Evaluating a deal that's losing money


#1

How do you evaluate what a park is worth when it’s losing money? This deal I’m looking at is 58 spaces with 45 park owned homes renting at about $500 a month and lost about $40,000 last year. Looking at the P & L, they spent about 100k on home repairs and maintenance. I haven’t seen a rent roll, but their income has been plummeting so I’m figuring they have bad collection issues. Another issue I see is tenants are using about $65 of water and sewer a month. Also the manager is paid 30k.

The market seems decent, but not special. I’m not sure about demand. I’m thinking this has to be bought for less than if it was valued for stabilized expenses. I’m not sure how much of a premium to discount for an offer on this mess though.


#2

I think you would be doing them a favor to take it at land value. I’d question POH renting for $500 being in a decent market though. And a bank won’t loan on this.

Really interested to see how this goes for you. Keep us posted.


#3

The POHs are killing the cash flow. Things will not change if you buy till you sell all 45 homes. It will take a very long time and cost a lot of money.


#4

@jhutson

“I think you would be doing them a favor to take it at land value”

I hear ya. That’s hilarious though :sweat_smile:


@Greg

What you said is what I was thinking. I’m not sure what kind of offer to make on this. I’d think at least a 12 cap at “turned around park” financials, but even a 12 cap seems like too much upfront effort going through new tenant and park owned home turnover and expense.


#5

There is no correct answer to your question, it’s subjective.

I would first calculate the stabilized value of the park - if the park had been well run, how much would it be worth today? I would then start subtracting from that stabilized value until the discounted price looked like it was worth my time, capital, and risk. Anything below that discounted value is a deal, anything above isn’t worth it.

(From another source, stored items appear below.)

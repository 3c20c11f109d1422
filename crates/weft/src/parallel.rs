//! `parallel` (spec §4.5): the one concurrency primitive, spawning real
//! OS threads rather than a cooperative scheduler.
//!
//! Grounded on general Rust idiom (`std::thread::spawn` + `Arc`) rather
//! than on the teacher's own concurrency module — `ouros`'s
//! `threading_mod.rs`/`asyncio.rs` model cooperative green threads backed
//! by its single-threaded VM, which this crate's `Arc<Mutex<_>>`-backed
//! `Value`/`EnvHandle` have no need for and would only obscure. The
//! barrier-join shape (spawn every task, collect every result, swallow
//! per-task failure into `nil`) still follows the teacher's `reduce`-style
//! builtins in spirit: one small dispatcher, no silent partial results.

use std::sync::Arc;
use std::thread;

use indexmap::IndexMap;

use crate::builtins::define_host;
use crate::env::EnvHandle;
use crate::error::{EvalResult, RuntimeErrorKind};
use crate::eval::Evaluator;
use crate::function::{ArgMap, FunctionValue};
use crate::value::Value;

pub(crate) fn install(env: &EnvHandle) {
    define_host(env, "parallel", Arc::new(parallel));
}

/// One task to run: a closure to invoke with no arguments, plus the slot
/// its result belongs in once every task has finished.
struct Task {
    closure: Arc<FunctionValue>,
}

fn parallel(eval: &mut Evaluator, args: &ArgMap) -> EvalResult<Value> {
    match args.pos(0) {
        Some(Value::Array(items)) => {
            let closures = items.lock().unwrap().clone();
            let tasks = closures.into_iter().enumerate().map(|(i, v)| closure_arg(eval, &v, i)).collect::<EvalResult<Vec<_>>>()?;
            let results = run_tasks(eval, tasks);
            Ok(Value::array(results))
        }
        Some(Value::Object(fields)) => {
            let fields = fields.lock().unwrap().clone();
            let keys: Vec<String> = fields.keys().cloned().collect();
            let tasks = fields.values().enumerate().map(|(i, v)| closure_arg(eval, v, i)).collect::<EvalResult<Vec<_>>>()?;
            let results = run_tasks(eval, tasks);
            let mut out = IndexMap::new();
            for (key, value) in keys.into_iter().zip(results) {
                out.insert(key, value);
            }
            Ok(Value::object(out))
        }
        Some(Value::Function(_)) => {
            let closures = args.all_positional();
            let tasks = closures.iter().enumerate().map(|(i, v)| closure_arg(eval, v, i)).collect::<EvalResult<Vec<_>>>()?;
            let results = run_tasks(eval, tasks);
            Ok(Value::array(results))
        }
        _ => Err(eval.runtime_error(
            RuntimeErrorKind::TypeMismatch,
            "parallel() expects an array of closures, an object of closures, or closures as varargs",
            eval.call_position,
        )),
    }
}

fn closure_arg(eval: &Evaluator, value: &Value, index: usize) -> EvalResult<Task> {
    match value {
        Value::Function(f) => Ok(Task { closure: f.clone() }),
        other => Err(eval.runtime_error(
            RuntimeErrorKind::TypeMismatch,
            format!("parallel() task {index} is a {}, not a function", other.type_name()),
            eval.call_position,
        )),
    }
}

/// Spawns one thread per task, each driving its own child [`Evaluator`]
/// marked as running a parallel task (spec §4.6) so every call frame it
/// enters, not only its outermost one, blocks assignment walk-up. A task
/// that errors contributes `nil` rather than aborting its siblings or
/// propagating to the caller (spec §4.5).
fn run_tasks(eval: &Evaluator, tasks: Vec<Task>) -> Vec<Value> {
    let position = eval.call_position;
    let handles: Vec<_> = tasks
        .into_iter()
        .map(|task| {
            let mut child = eval.spawn_parallel_task();
            thread::spawn(move || child.call_function(task.closure, Vec::new(), ahash::AHashMap::new(), None, position).unwrap_or(Value::Nil))
        })
        .collect();

    handles.into_iter().map(|h| h.join().unwrap_or(Value::Nil)).collect()
}
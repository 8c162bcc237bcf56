//! Input device selection shared by the session and the backend.
//!
//! `CpalAudioSession::set_preferred_input` writes the route and
//! `CpalBackend` reads it whenever it reports its input format or opens
//! its streams, so a new preferred input takes effect on the next engine
//! start.

use std::sync::Arc;

use parking_lot::Mutex;

/// Name of the cpal input device to capture from. `None` follows the host
/// default.
#[derive(Debug, Clone, Default)]
pub struct InputRoute(Arc<Mutex<Option<String>>>);

impl InputRoute {
    /// Route that follows the host default input.
    pub fn new() -> Self {
        Self::default()
    }

    pub fn set(&self, name: Option<String>) {
        let mut current = self.0.lock();
        if *current != name {
            log::info!("Input route: {}", name.as_deref().unwrap_or("default"));
            *current = name;
        }
    }

    pub fn device_name(&self) -> Option<String> {
        self.0.lock().clone()
    }
}

#[cfg(test)]
mod tests {
    use super::*;

    #[test]
    fn clones_share_the_selection() {
        let route = InputRoute::new();
        let reader = route.clone();
        assert_eq!(reader.device_name(), None);

        route.set(Some("USB Headset".into()));
        assert_eq!(reader.device_name().as_deref(), Some("USB Headset"));

        reader.set(None);
        assert_eq!(route.device_name(), None);
    }
}
use crate::models::error::AudioError;
use crate::models::session_models::{CategoryOptions, PortDescription, SessionCategory, SessionMode};

/// Process audio session: category, activation and input routing.
///
/// Injected into the controller instead of being reached through a global.
/// Every method may be called from any thread.
pub trait AudioSession: Send + Sync {
    /// Set the category, mode and options. Takes effect on next activation.
    fn set_category(
        &self,
        category: SessionCategory,
        mode: SessionMode,
        options: CategoryOptions,
    ) -> Result<(), AudioError>;

    /// Current category.
    fn category(&self) -> SessionCategory;

    /// Activate or deactivate the session.
    fn set_active(&self, active: bool) -> Result<(), AudioError>;

    fn is_active(&self) -> bool;

    /// Whether another process is currently playing audio.
    fn is_other_audio_playing(&self) -> bool;

    /// Input ports the session can route from.
    fn available_inputs(&self) -> Vec<PortDescription>;

    fn preferred_input(&self) -> Option<PortDescription>;

    /// Prefer `port` for input, or clear the preference with `None`.
    /// Fails with `SessionConfiguration` for an unknown port.
    fn set_preferred_input(&self, port: Option<&PortDescription>) -> Result<(), AudioError>;
}
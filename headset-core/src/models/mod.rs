pub mod buffer;
pub mod config;
pub mod error;
pub mod format;
pub mod recording;
pub mod remote;
pub mod session_models;
pub mod state;
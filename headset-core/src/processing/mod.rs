pub mod channel_mixer;
pub mod converter;
pub mod ring_buffer;
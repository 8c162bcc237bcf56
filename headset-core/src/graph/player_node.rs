use std::collections::VecDeque;
use std::sync::atomic::{AtomicBool, AtomicU64, Ordering};

use parking_lot::Mutex;

use crate::models::buffer::AudioBuffer;
use crate::models::error::AudioError;
use crate::models::format::AudioFormat;
use crate::processing::channel_mixer;
use crate::processing::converter::FormatConverter;
use crate::storage::sound_bundle::AudioFile;

/// Called once a scheduled buffer's last frame has been rendered, or when
/// the buffer is dropped by `stop`/`reset`.
///
/// Runs on the render thread (or the stopping thread), outside the queue lock.
pub type CompletionHandler = Box<dyn FnOnce() + Send + 'static>;

struct ScheduledBuffer {
    /// Interleaved f32 in the node's output format.
    samples: Vec<f32>,
    position: usize,
    completion: Option<CompletionHandler>,
}

/// Plays scheduled buffers into the engine's output, in scheduling order.
///
/// Shared between the control thread (scheduling, transport) and the render
/// callback. The transport flag is atomic; the queue sits behind a
/// `parking_lot::Mutex` with short critical sections.
pub struct PlayerNode {
    output_format: Mutex<Option<AudioFormat>>,
    queue: Mutex<VecDeque<ScheduledBuffer>>,
    playing: AtomicBool,
    frames_rendered: AtomicU64,
    converter: FormatConverter,
}

impl PlayerNode {
    pub const NAME: &'static str = "AudioPlayerNode";

    pub fn new(converter: FormatConverter) -> Self {
        Self {
            output_format: Mutex::new(None),
            queue: Mutex::new(VecDeque::new()),
            playing: AtomicBool::new(false),
            frames_rendered: AtomicU64::new(0),
            converter,
        }
    }

    pub(crate) fn connect(&self, format: AudioFormat) {
        *self.output_format.lock() = Some(format);
    }

    pub fn is_connected(&self) -> bool {
        self.output_format.lock().is_some()
    }

    /// Output format of `bus`. Only bus 0 exists; `None` until connected.
    pub fn output_format(&self, bus: u32) -> Option<AudioFormat> {
        if bus != 0 {
            return None;
        }
        *self.output_format.lock()
    }

    fn connected_format(&self) -> Result<AudioFormat, AudioError> {
        self.output_format(0)
            .ok_or_else(|| AudioError::InvalidState("player node is not connected".into()))
    }

    /// Queue a buffer behind everything already scheduled.
    ///
    /// The buffer's rate and channel count must match the node's output
    /// format; convert first otherwise.
    pub fn schedule_buffer(&self, buffer: &AudioBuffer, completion: Option<CompletionHandler>) -> Result<(), AudioError> {
        let format = self.connected_format()?;
        let source = buffer.format();
        if source.sample_rate != format.sample_rate || source.channels != format.channels {
            return Err(AudioError::InvalidState(format!(
                "buffer format [{}] does not match player format [{}]",
                source, format
            )));
        }

        self.queue.lock().push_back(ScheduledBuffer {
            samples: buffer.to_interleaved_f32(),
            position: 0,
            completion,
        });
        Ok(())
    }

    /// Decode a file, convert it to the output format and queue it.
    pub fn schedule_file(&self, file: &AudioFile, completion: Option<CompletionHandler>) -> Result<(), AudioError> {
        let format = self.connected_format()?;
        let decoded = file.read_buffer()?;
        let converted = self.converter.convert(&decoded, &format)?;
        self.schedule_buffer(&converted, completion)
    }

    /// Start pulling scheduled audio. Fails when not connected.
    pub fn play(&self) -> Result<(), AudioError> {
        self.connected_format()?;
        self.playing.store(true, Ordering::SeqCst);
        Ok(())
    }

    /// Hold the playhead; scheduled audio is kept.
    pub fn pause(&self) {
        self.playing.store(false, Ordering::SeqCst);
    }

    /// Stop and drop everything scheduled, firing pending completions.
    pub fn stop(&self) {
        self.playing.store(false, Ordering::SeqCst);
        let dropped: Vec<ScheduledBuffer> = self.queue.lock().drain(..).collect();
        for handler in dropped.into_iter().filter_map(|b| b.completion) {
            handler();
        }
    }

    pub fn is_playing(&self) -> bool {
        self.playing.load(Ordering::SeqCst)
    }

    /// Frames still waiting to be rendered.
    pub fn queued_frames(&self) -> usize {
        let channels = self.output_format(0).map(|f| f.channels as usize).unwrap_or(1).max(1);
        self.queue
            .lock()
            .iter()
            .map(|b| (b.samples.len() - b.position) / channels)
            .sum()
    }

    /// Total frames rendered since creation.
    pub fn frames_rendered(&self) -> u64 {
        self.frames_rendered.load(Ordering::Relaxed)
    }

    /// Fill an interleaved output block. Silence when paused or starved.
    ///
    /// `channels` is the channel count of `out`; scheduled audio is remixed
    /// if the device layout differs from the node's.
    pub fn render(&self, out: &mut [f32], channels: usize) {
        out.fill(0.0);
        if !self.is_playing() {
            return;
        }
        let node_channels = match self.output_format(0) {
            Some(f) => f.channels as usize,
            None => return,
        };
        let frames = out.len() / channels.max(1);
        let mut mixed = vec![0.0f32; frames * node_channels];
        let mut filled = 0usize;
        let mut finished = Vec::new();

        {
            let mut queue = self.queue.lock();
            while filled < mixed.len() {
                let Some(front) = queue.front_mut() else {
                    break;
                };
                let n = (front.samples.len() - front.position).min(mixed.len() - filled);
                mixed[filled..filled + n].copy_from_slice(&front.samples[front.position..front.position + n]);
                front.position += n;
                filled += n;
                if front.position >= front.samples.len() {
                    if let Some(done) = queue.pop_front().and_then(|b| b.completion) {
                        finished.push(done);
                    }
                }
            }
        }

        let remixed = channel_mixer::remix_interleaved(&mixed, node_channels, channels);
        let n = remixed.len().min(out.len());
        out[..n].copy_from_slice(&remixed[..n]);
        self.frames_rendered
            .fetch_add((filled / node_channels) as u64, Ordering::Relaxed);

        for handler in finished {
            handler();
        }
    }
}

Best of luck. On the bright side, these really messed up parks tend to generate the most amusing bizarre tenant stories.


#6

Thanks @Noel_S . I agree with you. I’m pretty sure this park would require all cash which would make the deal needing to be even sweeter. I’m interested in where deals like this end up.


#7

Why do you say POH are killing the cash flow? Isn’t bad management killing it? If collections were improved and expenses controlled would it matter that much that there were POH?


#8

Yeah @Scoundrel8 it’s hard to say what’s killing this deal - the OP didn’t put a lot of detail to determine the reasons why this park isn’t working. This very well could be a great deal for all we know. There is not enough to go on here.